Never assume you will have internet access. Remember, especially in a conference environment, bandwidth can be very limited due to the number of presentations, vendors, and attendees using the site’s infrastructure at any given time. If at all possible, save any Internet content locally so that there is minimal need for internet access. If your need for access can’t be avoided, consider using a dedicated connection.

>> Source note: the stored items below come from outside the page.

// ============================================================
// Layer 2 — EvaluateUseCase
// ============================================================
// Scores a birthplace predictor against an evaluation file:
//
//   Step 1: Read "name[<TAB>birthplace]" lines     (Layer 4 - data)
//   Step 2: Predict a birthplace for every name    (Layer 3 trait)
//   Step 3: Write one prediction per line          (outputs file)
//   Step 4: Accuracy = exact matches / total
//
// The trained model and the London baseline go through the same
// scoring code via the BirthplacePredictor trait. Files without
// gold birthplaces still get predictions, but no accuracy.

use std::{fs, path::Path};

use anyhow::{Context, Result};
use serde::{Deserialize, Serialize};

use crate::application::train_use_case::{ModelOptions, ModelVariant};
use crate::data::{corruption::SpanCorruptionDataset, loader::{read_corpus, read_eval_lines}};
use crate::domain::traits::{BirthplacePredictor, LondonBaseline};
use crate::infra::checkpoint::{check_config, config_path, load_params};
use crate::ml::{
    backend::{get_device, InferBackend},
    inferencer::GptPredictor,
};

#[derive(Debug, Clone, PartialEq, Serialize, Deserialize)]
pub struct EvalReport {
    pub total:   usize,
    /// None when the evaluation file carries no gold birthplaces
    pub correct: Option<usize>,
}

impl EvalReport {
    pub fn accuracy(&self) -> Option<f64> {
        match self.correct {
            Some(correct) if self.total > 0 => Some(correct as f64 / self.total as f64),
            _ => None,
        }
    }
}

/// Predict every name in `eval_corpus` and count exact matches.
pub fn score(
    predictor: &dyn BirthplacePredictor,
    eval_corpus: &Path,
) -> Result<(EvalReport, Vec<String>)> {
    let lines = read_eval_lines(eval_corpus)?;
    let has_gold = lines.first().is_some_and(|(_, gold)| gold.is_some());

    let mut predictions = Vec::with_capacity(lines.len());
    let mut correct = 0usize;
    for (name, gold) in &lines {
        let prediction = predictor.predict(name)?;
        if gold.as_deref() == Some(prediction.as_str()) {
            correct += 1;
        }
        predictions.push(prediction);
    }

    let report = EvalReport { total: lines.len(), correct: has_gold.then_some(correct) };
    match report.accuracy() {
        Some(acc) => tracing::info!(
            "Correct: {} out of {}: {:.2}%",
            correct,
            report.total,
            acc * 100.0
        ),
        None => tracing::info!("No gold birthplaces in '{}'; predictions only", eval_corpus.display()),
    }
    Ok((report, predictions))
}

pub struct EvaluateUseCase {
    model: ModelOptions,
}

impl EvaluateUseCase {
    pub fn new(model: ModelOptions) -> Self {
        Self { model }
    }

    /// Greedy-decode a birthplace for every eval name with trained
    /// parameters, writing predictions to `outputs`.
    pub fn evaluate(
        &self,
        variant: ModelVariant,
        pretrain_corpus: &Path,
        reading_params: &Path,
        eval_corpus: &Path,
        outputs: &Path,
    ) -> Result<EvalReport> {
        let corpus = read_corpus(pretrain_corpus)?;
        let vocab = SpanCorruptionDataset::new(&corpus, self.model.block_size, self.model.seed)?
            .vocab()
            .clone();

        // The sidecar, when present, must describe the requested variant.
        let gpt_config = self.model.gpt_config(variant, vocab.len());
        if config_path(reading_params).exists() {
            check_config(reading_params, &gpt_config).with_context(|| {
                format!("'{}' was not trained as {variant:?}", reading_params.display())
            })?;
        }

        let device = get_device();
        let model = gpt_config.init::<InferBackend>(&device)?;
        let model = load_params(model, reading_params, &device)
            .with_context(|| format!("Cannot load parameters from '{}'", reading_params.display()))?;

        let predictor = GptPredictor::new(model, vocab, device);
        let (report, predictions) = score(&predictor, eval_corpus)?;
        write_predictions(outputs, &predictions)?;
        Ok(report)
    }
}

/// Accuracy of always answering "London".
pub fn london_baseline(eval_corpus: &Path) -> Result<EvalReport> {
    let (report, _) = score(&LondonBaseline, eval_corpus)?;
    Ok(report)
}

fn write_predictions(outputs: &Path, predictions: &[String]) -> Result<()> {
    let mut text = predictions.join("\n");
    if !text.is_empty() {
        text.push('\n');
    }
    if let Some(parent) = outputs.parent().filter(|p| !p.as_os_str().is_empty()) {
        fs::create_dir_all(parent)?;
    }
    fs::write(outputs, text)
        .with_context(|| format!("Cannot write predictions to '{}'", outputs.display()))?;
    tracing::info!("Wrote {} predictions to '{}'", predictions.len(), outputs.display());
    Ok(())
}
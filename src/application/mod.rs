// ============================================================
// Layer 2 — Application / Use Cases
// ============================================================
// Workflows built from the lower layers:
//
//   train_use_case    — pretrain and finetune a GPT variant,
//                       then write its parameters
//   evaluate_use_case — score a trained model or the London
//                       baseline on a name/birthplace file
//
// No model math and no printing here; the CLI reports results.

/// Pretraining and finetuning workflows
pub mod train_use_case;

/// Evaluation and the London baseline
pub mod evaluate_use_case;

Tip: If you travel frequently, you’ve probably had to pay for internet access at a conference center, hotel, or airport. If offered by your mobile phone provider, consider purchasing and using a device called a “mobile hotspot”. Some new mobile phones (smart phones) have the “hotspot” capability built in. These devices allow a number of secure wireless connections to the internet through your mobile data network. Most carriers offer a monthly data plan, allowing up to five gigabytes per month on their network. If you’re paying more than a couple of hotel fees a month, the savings could be substantial.
Being prepared takes many forms. In addition to practicing your presentation and delivery, you also have to consider the environment in which you are presenting. Taking time to familiarize yourself with the environment, and anticipating things that can either go wrong (such as a dead battery) or things that simply are unavoidable (the DVD drive in your computer fails) will help you recover quickly.